Who Makes What We Are?

     It seems to me that our minds and thoughts are composed of every person and experience we have collected during our lifetime, all woven together in a kind of mosaic, that makes us feel “This is who I am”. Our family and friends, and every stranger we meet, become our projected world.  People we rarely saw, or perhaps only met in passing, are not usually central in the mosaic, and exist mostly in the shadows, while members of our family, our teachers  and  friendships form larger parts of this structure, adding color, depth and variety to our world of thought.  Fragments of these people and events are like energetic molecules or flashes zipping through the brain at various points in time.  Even movie characters, actors and  other celebrities we have admired but never known, collect in some area of the mosaic we call “me” or “my life”.  So do traumatic stories and scary dictators and other dark figures.  No experience is left out.  We seem to be what we have met along the way in our life.  Our thoughts and beliefs are made of this.

     So it is that when people die and pass out of our immediate range of interaction it is felt as a loss, even when we hardly knew them, or only knew them through hearsay, in movies or television, or read about them in the news. We can easily grieve for people we have never met.  Some people leave holes in the collective psyche because of who they were or how they died, like the children in Newtown, or the people of  the World Trade Center.  But especially when someone close to us dies there is a sudden hole in our mosaic, a blank space where it feels as if they should exist, and it hurts to remember they are not available, at least not in the form we were attached to. We grieve not only for the loss of them but for a loss in us, the tearing away of something they were holding for us.

     I have noticed these losses more clearly as I get older, because many people I have known have passed on, and some I was very close to have fallen away, taking with them chunks of my projected connectedness. So far this year three women I knew and loved have died, all from some form of cancer.  It leaves more emptiness inside, like little holes that will not be plugged.  Memories of their light and aliveness float in me but cannot get grounded. My connection to them feels like it is floating into space, like a wayward balloon I can never see again.  All of us are interlinked in some mysterious way, and as more family and friends fade into spaciousness and Oneness, less is left in form.  We have to adjust to a new mosaic, accepting the missing pieces.  If we are to be free, the emptiness has to become expansion and openness, rather than sorrow and rage.
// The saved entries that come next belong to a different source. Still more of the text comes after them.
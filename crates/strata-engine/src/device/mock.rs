//! Recording device for unit tests.
//!
//! Hands out sequential ids and records everything the core asks for, so
//! scheduling and draw behaviour can be asserted without a GPU.

use std::cell::RefCell;
use std::rc::Rc;

use super::{
    BindingsDescriptor, BindingsId, BufferFrequencyHint, BufferId, BufferUsage, ClipSpaceNearZ,
    DeviceLimits, GfxDevice, IndexBufferBinding, InputLayoutDescriptor, InputLayoutId,
    InputStateId, PipelineId, ProgramDescriptor, ProgramId, RenderPass, RenderPassDescriptor,
    RenderPipelineDescriptor, RenderTargetDescriptor, RenderTargetId, TextureId, VendorInfo,
    VertexBufferBinding,
};

#[derive(Debug, Clone, PartialEq)]
pub(crate) enum PassCommand {
    Begin(RenderPassDescriptor),
    SetPipeline(PipelineId),
    SetInputState(Option<InputStateId>),
    SetBindings {
        group: u32,
        bindings: BindingsId,
        offsets: Vec<u32>,
    },
    Draw {
        count: u32,
        first: u32,
    },
    DrawIndexed {
        count: u32,
        first: u32,
    },
    End,
}

#[derive(Debug, Clone, PartialEq)]
pub(crate) struct Upload {
    pub buffer: BufferId,
    pub byte_offset: u32,
    pub data: Vec<u8>,
}

impl Upload {
    /// Uploaded bytes reinterpreted as little-endian `f32` words.
    pub fn words(&self) -> Vec<f32> {
        self.data
            .chunks_exact(4)
            .map(|w| f32::from_le_bytes([w[0], w[1], w[2], w[3]]))
            .collect()
    }
}

#[derive(Debug, Default)]
pub(crate) struct MockDevice {
    pub limits: DeviceLimits,
    next_id: u32,

    pub buffers_created: Vec<(BufferId, u32, BufferUsage)>,
    pub buffers_destroyed: Vec<BufferId>,
    pub uploads: Vec<Upload>,

    pub programs_created: usize,
    pub programs_destroyed: usize,
    pub input_layouts_created: usize,
    pub bindings_created: Vec<BindingsDescriptor>,
    pub bindings_destroyed: usize,
    pub pipelines_created: Vec<RenderPipelineDescriptor>,
    pub pipelines_destroyed: usize,

    pub targets_created: Vec<(RenderTargetId, RenderTargetDescriptor)>,
    pub targets_destroyed: Vec<RenderTargetId>,
    pub resolves: Vec<(RenderTargetId, TextureId)>,

    pub commands: Rc<RefCell<Vec<PassCommand>>>,
}

impl MockDevice {
    pub fn with_alignment(words: u32) -> Self {
        Self {
            limits: DeviceLimits {
                uniform_buffer_word_alignment: words,
            },
            ..Self::default()
        }
    }

    fn next(&mut self) -> u32 {
        self.next_id += 1;
        self.next_id
    }

    /// Snapshot of all recorded pass commands.
    pub fn commands(&self) -> Vec<PassCommand> {
        self.commands.borrow().clone()
    }

    pub fn draw_count(&self) -> usize {
        self.commands
            .borrow()
            .iter()
            .filter(|c| matches!(c, PassCommand::Draw { .. } | PassCommand::DrawIndexed { .. }))
            .count()
    }

    /// Begin descriptors of every submitted pass, in order.
    pub fn passes(&self) -> Vec<RenderPassDescriptor> {
        self.commands
            .borrow()
            .iter()
            .filter_map(|c| match c {
                PassCommand::Begin(desc) => Some(desc.clone()),
                _ => None,
            })
            .collect()
    }
}

struct MockPass {
    commands: Rc<RefCell<Vec<PassCommand>>>,
}

impl MockPass {
    fn push(&self, cmd: PassCommand) {
        self.commands.borrow_mut().push(cmd);
    }
}

impl RenderPass for MockPass {
    fn set_pipeline(&mut self, pipeline: PipelineId) {
        self.push(PassCommand::SetPipeline(pipeline));
    }

    fn set_input_state(&mut self, state: Option<InputStateId>) {
        self.push(PassCommand::SetInputState(state));
    }

    fn set_bindings(&mut self, group: u32, bindings: BindingsId, dynamic_word_offsets: &[u32]) {
        self.push(PassCommand::SetBindings {
            group,
            bindings,
            offsets: dynamic_word_offsets.to_vec(),
        });
    }

    fn draw(&mut self, vertex_count: u32, first_vertex: u32) {
        self.push(PassCommand::Draw {
            count: vertex_count,
            first: first_vertex,
        });
    }

    fn draw_indexed(&mut self, index_count: u32, first_index: u32) {
        self.push(PassCommand::DrawIndexed {
            count: index_count,
            first: first_index,
        });
    }
}

impl GfxDevice for MockDevice {
    fn limits(&self) -> DeviceLimits {
        self.limits
    }

    fn vendor_info(&self) -> VendorInfo {
        VendorInfo {
            platform: "mock".to_string(),
            clip_space_near_z: ClipSpaceNearZ::Zero,
        }
    }

    fn create_buffer(&mut self, word_count: u32, usage: BufferUsage, _hint: BufferFrequencyHint) -> BufferId {
        let id = BufferId(self.next());
        self.buffers_created.push((id, word_count, usage));
        id
    }

    fn upload_buffer_data(&mut self, buffer: BufferId, dst_byte_offset: u32, data: &[u8]) {
        self.uploads.push(Upload {
            buffer,
            byte_offset: dst_byte_offset,
            data: data.to_vec(),
        });
    }

    fn destroy_buffer(&mut self, buffer: BufferId) {
        self.buffers_destroyed.push(buffer);
    }

    fn create_program(&mut self, _desc: &ProgramDescriptor) -> ProgramId {
        self.programs_created += 1;
        ProgramId(self.next())
    }

    fn destroy_program(&mut self, _program: ProgramId) {
        self.programs_destroyed += 1;
    }

    fn create_input_layout(&mut self, _desc: &InputLayoutDescriptor) -> InputLayoutId {
        self.input_layouts_created += 1;
        InputLayoutId(self.next())
    }

    fn destroy_input_layout(&mut self, _layout: InputLayoutId) {}

    fn create_input_state(
        &mut self,
        _layout: InputLayoutId,
        _vertex_buffers: &[VertexBufferBinding],
        _index_buffer: Option<IndexBufferBinding>,
    ) -> InputStateId {
        InputStateId(self.next())
    }

    fn destroy_input_state(&mut self, _state: InputStateId) {}

    fn create_bindings(&mut self, desc: &BindingsDescriptor) -> BindingsId {
        self.bindings_created.push(desc.clone());
        BindingsId(self.next())
    }

    fn destroy_bindings(&mut self, _bindings: BindingsId) {
        self.bindings_destroyed += 1;
    }

    fn create_render_pipeline(&mut self, desc: &RenderPipelineDescriptor) -> PipelineId {
        self.pipelines_created.push(desc.clone());
        PipelineId(self.next())
    }

    fn destroy_render_pipeline(&mut self, _pipeline: PipelineId) {
        self.pipelines_destroyed += 1;
    }

    fn create_render_target(&mut self, desc: &RenderTargetDescriptor) -> RenderTargetId {
        let id = RenderTargetId(self.next());
        self.targets_created.push((id, *desc));
        id
    }

    fn destroy_render_target(&mut self, target: RenderTargetId) {
        self.targets_destroyed.push(target);
    }

    fn create_render_pass(&mut self, desc: &RenderPassDescriptor) -> Box<dyn RenderPass> {
        self.commands.borrow_mut().push(PassCommand::Begin(desc.clone()));
        Box::new(MockPass {
            commands: Rc::clone(&self.commands),
        })
    }

    fn submit_pass(&mut self, _pass: Box<dyn RenderPass>) {
        self.commands.borrow_mut().push(PassCommand::End);
    }

    fn resolve_render_target(&mut self, src: RenderTargetId, dst: TextureId) {
        self.resolves.push((src, dst));
    }
}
     My mother had 11 siblings, and my father 3.  Together  with spouses and children there was a large sense of extended family as I was growing up. Over the years they have dropped, one by one, and even a few of the cousins have passed, one only a few weeks ago.  All of the elders are gone, leaving me and a couple of cousins as the oldest remaining.  How this happens so quickly one cannot imagine. It seems just yesterday I was only starting out as a young woman. Now I am an elder. Occasionally I have a vision of all of these people, most of whom were very kind to me, standing together, radiating love (if there is existence without form how can it be anything other than love?)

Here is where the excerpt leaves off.